■ Work request ■
Set down the records below in full, exactly as they read.

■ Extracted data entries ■
BEGIN

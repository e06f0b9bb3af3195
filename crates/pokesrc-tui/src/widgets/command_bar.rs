//! Vim-style command bar — a single-line overlay at the bottom of the screen.
//!
//! Activated by pressing `:` outside the search box. Displays a `:` prefix
//! followed by the typed command, like Vim's command-line mode. `Enter`
//! hands the input to [`crate::commands::Command::parse`]; `Escape` cancels.
//!
//! # Supported commands
//!
//! | Command | Action |
//! |---------|--------|
//! | `q`, `quit` | Quit |
//! | `help` | Toggle the help popup |
//! | `theme <name>` | Switch theme (`default`, `gruvbox`) |
//! | `reload` | Re-fetch today's Pokémon |
//! | `clear` | Clear the search box |

use crate::event::{AppEvent, Direction};
use crate::theme::Theme;
use ratatui::{
    buffer::Buffer,
    layout::Rect,
    style::{Color, Modifier, Style},
    text::{Line, Span},
    widgets::{Clear, Widget},
};

// ---------------------------------------------------------------------------
// State
// ---------------------------------------------------------------------------

/// Persistent state for the command bar.
#[derive(Debug, Default)]
pub struct CommandBarState {
    /// The text typed after the `:` prefix.
    pub input: String,
    /// Byte offset of the cursor within `input`.
    pub cursor: usize,
    /// Error message from the last failed command, cleared on the next key.
    pub error: Option<String>,
}

impl CommandBarState {
    /// Reset to a blank, error-free state. Call when opening the bar.
    pub fn clear(&mut self) {
        self.input.clear();
        self.cursor = 0;
        self.error = None;
    }

    /// Handle an editing key while the command bar is focused. `Enter` and
    /// `Escape` are handled by the app shell.
    pub fn handle(&mut self, event: &AppEvent) {
        // Any keypress dismisses the error display so the user can edit again.
        self.error = None;

        match event {
            AppEvent::Char(c) => {
                self.input.insert(self.cursor, *c);
                self.cursor += c.len_utf8();
            }
            AppEvent::Backspace => {
                if self.cursor > 0 {
                    let prev = self.prev_boundary();
                    self.input.remove(prev);
                    self.cursor = prev;
                }
            }
            AppEvent::Nav(Direction::Left) => {
                self.cursor = self.prev_boundary();
            }
            AppEvent::Nav(Direction::Right) => {
                if self.cursor < self.input.len() {
                    self.cursor = self.input[self.cursor..]
                        .char_indices()
                        .nth(1)
                        .map(|(i, _)| self.cursor + i)
                        .unwrap_or(self.input.len());
                }
            }
            _ => {}
        }
    }

    fn prev_boundary(&self) -> usize {
        self.input[..self.cursor]
            .char_indices()
            .last()
            .map(|(i, _)| i)
            .unwrap_or(0)
    }

    /// Absolute terminal column of the text cursor within `area`.
    ///
    /// The `:` glyph occupies column 0, so the cursor starts at column 1.
    pub fn cursor_col(&self, area: Rect) -> u16 {
        let col = 1 + Span::raw(&self.input[..self.cursor]).width() as u16;
        (area.x + col).min(area.right().saturating_sub(1))
    }
}

// ---------------------------------------------------------------------------
// Widget
// ---------------------------------------------------------------------------

/// Single-row command-bar overlay.
///
/// The caller is responsible for passing a 1-row `Rect` at the bottom of the
/// terminal. `CommandBar` clears that row with [`Clear`] and renders either
/// the `:<input>` prompt or an error message.
pub struct CommandBar<'a> {
    state: &'a CommandBarState,
    theme: &'a Theme,
}

impl<'a> CommandBar<'a> {
    pub fn new(state: &'a CommandBarState, theme: &'a Theme) -> Self {
        Self { state, theme }
    }
}

impl Widget for CommandBar<'_> {
    fn render(self, area: Rect, buf: &mut Buffer) {
        Clear.render(area, buf);

        let line = if let Some(ref err) = self.state.error {
            Line::from(Span::styled(
                format!("E  {err}"),
                Style::default().fg(Color::Red).add_modifier(Modifier::BOLD),
            ))
        } else {
            Line::from(vec![
                Span::styled(":", self.theme.border_command_bar.add_modifier(Modifier::BOLD)),
                Span::raw(self.state.input.as_str()),
            ])
        };

        buf.set_line(area.x, area.y, &line, area.width);
    }
}

// ---------------------------------------------------------------------------
// Tests
// ---------------------------------------------------------------------------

END

■ Answer for this exercise ■
repository e06f0b9bb3af3195
filename crates/pokesrc-tui/src/widgets/command_bar.rs
//! Vim-style command bar — a single-line overlay at the bottom of the screen.
//!
//! Activated by pressing `:` outside the search box. Displays a `:` prefix
//! followed by the typed command, like Vim's command-line mode. `Enter`
//! hands the input to [`crate::commands::Command::parse`]; `Escape` cancels.
//!
//! # Supported commands
//!
//! | Command | Action |
//! |---------|--------|
//! | `q`, `quit` | Quit |
//! | `help` | Toggle the help popup |
//! | `theme <name>` | Switch theme (`default`, `gruvbox`) |
//! | `reload` | Re-fetch today's Pokémon |
//! | `clear` | Clear the search box |

use crate::event::{AppEvent, Direction};
use crate::theme::Theme;
use ratatui::{
    buffer::Buffer,
    layout::Rect,
    style::{Color, Modifier, Style},
    text::{Line, Span},
    widgets::{Clear, Widget},
};

// ---------------------------------------------------------------------------
// State
// ---------------------------------------------------------------------------

/// Persistent state for the command bar.
#[derive(Debug, Default)]
pub struct CommandBarState {
    /// The text typed after the `:` prefix.
    pub input: String,
    /// Byte offset of the cursor within `input`.
    pub cursor: usize,
    /// Error message from the last failed command, cleared on the next key.
    pub error: Option<String>,
}

impl CommandBarState {
    /// Reset to a blank, error-free state. Call when opening the bar.
    pub fn clear(&mut self) {
        self.input.clear();
        self.cursor = 0;
        self.error = None;
    }

    /// Handle an editing key while the command bar is focused. `Enter` and
    /// `Escape` are handled by the app shell.
    pub fn handle(&mut self, event: &AppEvent) {
        // Any keypress dismisses the error display so the user can edit again.
        self.error = None;

        match event {
            AppEvent::Char(c) => {
                self.input.insert(self.cursor, *c);
                self.cursor += c.len_utf8();
            }
            AppEvent::Backspace => {
                if self.cursor > 0 {
                    let prev = self.prev_boundary();
                    self.input.remove(prev);
                    self.cursor = prev;
                }
            }
            AppEvent::Nav(Direction::Left) => {
                self.cursor = self.prev_boundary();
            }
            AppEvent::Nav(Direction::Right) => {
                if self.cursor < self.input.len() {
                    self.cursor = self.input[self.cursor..]
                        .char_indices()
                        .nth(1)
                        .map(|(i, _)| self.cursor + i)
                        .unwrap_or(self.input.len());
                }
            }
            _ => {}
        }
    }

    fn prev_boundary(&self) -> usize {
        self.input[..self.cursor]
            .char_indices()
            .last()
            .map(|(i, _)| i)
            .unwrap_or(0)
    }

    /// Absolute terminal column of the text cursor within `area`.
    ///
    /// The `:` glyph occupies column 0, so the cursor starts at column 1.
    pub fn cursor_col(&self, area: Rect) -> u16 {
        let col = 1 + Span::raw(&self.input[..self.cursor]).width() as u16;
        (area.x + col).min(area.right().saturating_sub(1))
    }
}

// ---------------------------------------------------------------------------
// Widget
// ---------------------------------------------------------------------------

/// Single-row command-bar overlay.
///
/// The caller is responsible for passing a 1-row `Rect` at the bottom of the
/// terminal. `CommandBar` clears that row with [`Clear`] and renders either
/// the `:<input>` prompt or an error message.
pub struct CommandBar<'a> {
    state: &'a CommandBarState,
    theme: &'a Theme,
}

impl<'a> CommandBar<'a> {
    pub fn new(state: &'a CommandBarState, theme: &'a Theme) -> Self {
        Self { state, theme }
    }
}

impl Widget for CommandBar<'_> {
    fn render(self, area: Rect, buf: &mut Buffer) {
        Clear.render(area, buf);

        let line = if let Some(ref err) = self.state.error {
            Line::from(Span::styled(
                format!("E  {err}"),
                Style::default().fg(Color::Red).add_modifier(Modifier::BOLD),
            ))
        } else {
            Line::from(vec![
                Span::styled(":", self.theme.border_command_bar.add_modifier(Modifier::BOLD)),
                Span::raw(self.state.input.as_str()),
            ])
        };

        buf.set_line(area.x, area.y, &line, area.width);
    }
}

// ---------------------------------------------------------------------------
// Tests
// ---------------------------------------------------------------------------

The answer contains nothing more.